TOKYO – Un maire ouvertement nationaliste, Toru Hashimoto, a dit que la prostitution forcée de femmes asiatiques par l’armée japonaise, avant et durant la Seconde guerre mondiale, avait nécessaire pour "maintenir la discipline" dans les rangs et qu’elle avait apporté un repos aux soldats qui risquaient leur vie dans la bataille.
Ces commentaires survenus lundi ont déjà suscité la colère dans des pays voisins, qui ont subi le plus fort de l’agression japonaise et se sont plaint que le Japon n’ait pas réparé pleinement les atrocités qu’il a commises en temps de guerre.
Le jeune Toru Hashimoto, maire impertinent d’Osaka, qui est aussi co-leader d’un parti conservateur émergeant, a dit aux journalistes qu’il n’y avait pas de preuves évidentes que l’armée japonaise ait forcé des femmes à devenir ce qui sont appelées par euphémisme "femmes de confort". "Pour maintenir la discipline dans l’armée, cela a pu être nécessaire à ce moment- là", a dit Hashimoto. Pour des soldats qui risquaient leur vie sous les balles volant autour d’eux comme la pluie et le vent, si on veut qu’ils aient quelque repos, le système de femmes de confort était nécessaire. C’est clair pour tout le monde."
Les historiens estiment jusqu’à 200 000 le nombre de femmes, surtout de la péninsule coréenne et de Chine, qui ont été forcées de fournir des relations sexuelles à des soldats japonais dans des bordels militaires.

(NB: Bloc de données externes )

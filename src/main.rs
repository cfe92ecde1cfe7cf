//=========================================================================
// SHIFT — Game Binary
//=========================================================================
//
// Installs logging, loads optional tuning and level files, and runs the
// engine until the window closes. Game events are logged from a
// background thread.
//
//=========================================================================

//=== External Dependencies ===============================================

use std::path::{Path, PathBuf};
use std::thread;

use anyhow::{Context, Result};
use clap::Parser;
use log::info;

//=== Internal Dependencies ===============================================

use shift_engine::core::config::ShiftConfig;
use shift_engine::core::level::LevelCatalog;
use shift_engine::core::session::GameEvent;
use shift_engine::EngineBuilder;

//=== Arguments ===========================================================

#[derive(Parser, Debug)]
#[command(author, version, about = "SHIFT: a dual-dimension platformer", long_about = None)]
struct Args {
    /// TOML file overriding the default tuning values
    #[arg(short, long)]
    config: Option<PathBuf>,

    /// JSON level catalog played instead of the built-in campaign
    #[arg(short, long)]
    levels: Option<PathBuf>,

    /// Logic ticks per second
    #[arg(long, default_value_t = 60.0)]
    tps: f64,
}

//=== Entry Point =========================================================

fn main() -> Result<()> {
    env_logger::init();
    let args = Args::parse();

    let mut builder = EngineBuilder::new().with_tps(args.tps);
    if let Some(path) = &args.config {
        builder = builder.with_config(load_config(path)?);
    }
    if let Some(path) = &args.levels {
        builder = builder.with_levels(load_levels(path)?);
    }

    let engine = builder.build().context("failed to build engine")?;

    let events = engine.events();
    thread::spawn(move || {
        for event in events {
            log_event(&event);
        }
    });

    engine.run().context("engine stopped with an error")
}

//=== Loading =============================================================

fn load_config(path: &Path) -> Result<ShiftConfig> {
    let source = std::fs::read_to_string(path)
        .with_context(|| format!("failed to read config {}", path.display()))?;
    ShiftConfig::from_toml_str(&source)
        .with_context(|| format!("failed to load config {}", path.display()))
}

fn load_levels(path: &Path) -> Result<LevelCatalog> {
    let source = std::fs::read_to_string(path)
        .with_context(|| format!("failed to read levels {}", path.display()))?;
    LevelCatalog::from_json(&source)
        .with_context(|| format!("failed to load levels {}", path.display()))
}

//=== Event Log ===========================================================

fn log_event(event: &GameEvent) {
    match event {
        GameEvent::LevelLoaded { index, name } => info!("Level {} loaded: {}", index, name),
        GameEvent::DimensionShifted { active, sequence, .. } => {
            info!("Shift #{} into {}", sequence, active)
        }
        GameEvent::PlayerDied { index, cause } => {
            info!("Player died in level {} ({:?})", index, cause)
        }
        GameEvent::LevelCompleted { index } => info!("Level {} completed", index),
        GameEvent::CampaignCompleted => info!("Campaign completed"),
        GameEvent::Cues(_) => {}
    }
}

//=========================================================================
// Unit Tests
//=========================================================================

#[cfg(test)]
mod tests {
    use super::*;
    use shift_engine::core::config::ConfigError;
    use std::fs;

    fn scratch_file(name: &str, contents: &str) -> PathBuf {
        let path = std::env::temp_dir().join(format!("shift-{}-{}", std::process::id(), name));
        fs::write(&path, contents).unwrap();
        path
    }

    #[test]
    fn config_error_keeps_its_source() {
        let path = scratch_file("bad-tint.toml", "lumina_ghost_tint = 1\numbra_ghost_tint = 1\n");

        let error = load_config(&path).unwrap_err();
        fs::remove_file(&path).unwrap();

        assert!(error.to_string().starts_with("failed to load config"));
        assert!(matches!(
            error.downcast_ref::<ConfigError>(),
            Some(ConfigError::IndistinctGhostTints(1))
        ));
    }

    #[test]
    fn missing_level_file_reports_path_and_io_error() {
        let path = std::env::temp_dir().join("shift-no-such-levels.json");

        let error = load_levels(&path).unwrap_err();

        assert!(error.to_string().contains("shift-no-such-levels.json"));
        assert!(error.downcast_ref::<std::io::Error>().is_some());
    }

    #[test]
    fn valid_config_file_loads() {
        let path = scratch_file("ok.toml", "lock_duration_ms = 250\n");

        let config = load_config(&path);
        fs::remove_file(&path).unwrap();

        assert_eq!(config.unwrap().lock_duration_ms, 250);
    }
}
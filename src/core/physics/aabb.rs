//=========================================================================
// Axis-Aligned Bounding Box
//=========================================================================

//=== External Dependencies ===============================================

use glam::Vec2;

//=== Aabb ================================================================

/// Axis-aligned box in world units (y grows downwards).
#[derive(Debug, Clone, Copy, PartialEq)]
pub struct Aabb {
    pub min: Vec2,
    pub max: Vec2,
}

impl Aabb {
    /// Creates a box from its corners. `min` must not exceed `max`.
    pub fn new(min: Vec2, max: Vec2) -> Self {
        debug_assert!(min.x <= max.x && min.y <= max.y);
        Self { min, max }
    }

    /// Creates a box from its top-left corner and size.
    pub fn from_origin_size(origin: Vec2, size: Vec2) -> Self {
        Self::new(origin, origin + size)
    }

    /// Open-interval overlap test: touching edges do not overlap.
    pub fn intersects(&self, other: &Self) -> bool {
        self.min.x < other.max.x
            && self.max.x > other.min.x
            && self.min.y < other.max.y
            && self.max.y > other.min.y
    }

    pub fn center(&self) -> Vec2 {
        (self.min + self.max) * 0.5
    }

    pub fn size(&self) -> Vec2 {
        self.max - self.min
    }
}

//=========================================================================
// Unit Tests
//=========================================================================

#[cfg(test)]
mod tests {
    use super::*;

    #[test]
    fn overlapping_boxes_intersect() {
        let a = Aabb::from_origin_size(Vec2::ZERO, Vec2::splat(10.0));
        let b = Aabb::from_origin_size(Vec2::splat(5.0), Vec2::splat(10.0));
        assert!(a.intersects(&b));
        assert!(b.intersects(&a));
    }

    #[test]
    fn touching_edges_do_not_intersect() {
        let a = Aabb::from_origin_size(Vec2::ZERO, Vec2::splat(10.0));
        let b = Aabb::from_origin_size(Vec2::new(10.0, 0.0), Vec2::splat(10.0));
        assert!(!a.intersects(&b));
    }

    #[test]
    fn center_and_size() {
        let a = Aabb::new(Vec2::new(2.0, 4.0), Vec2::new(6.0, 12.0));
        assert_eq!(a.center(), Vec2::new(4.0, 8.0));
        assert_eq!(a.size(), Vec2::new(4.0, 8.0));
    }
}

Le Ministre des Affaires étrangères chinois a critiqué les propos du maire d’Osaka, les considérant comme une preuve supplémentaire d’une poussée vers la droite dans la politique du Premier ministre japonais Shinzo Abe. "Nous sommes écoeurés et indignés par les propos du politicien japonais qui défie avec impudence l’humanité et la justice historique", a dit le porte-parole du Ministre des Affaires étrangères chinois, Hong Lei, lors d’une rencontre quotidienne avec les médias. "La manière dont le Japon traite le passé conditionnera la manière dont il ira vers le futur. En attendant le choix que fera le Japon, les voisins asiatiques et la communauté internationale pratiqueront le ’wait and see’".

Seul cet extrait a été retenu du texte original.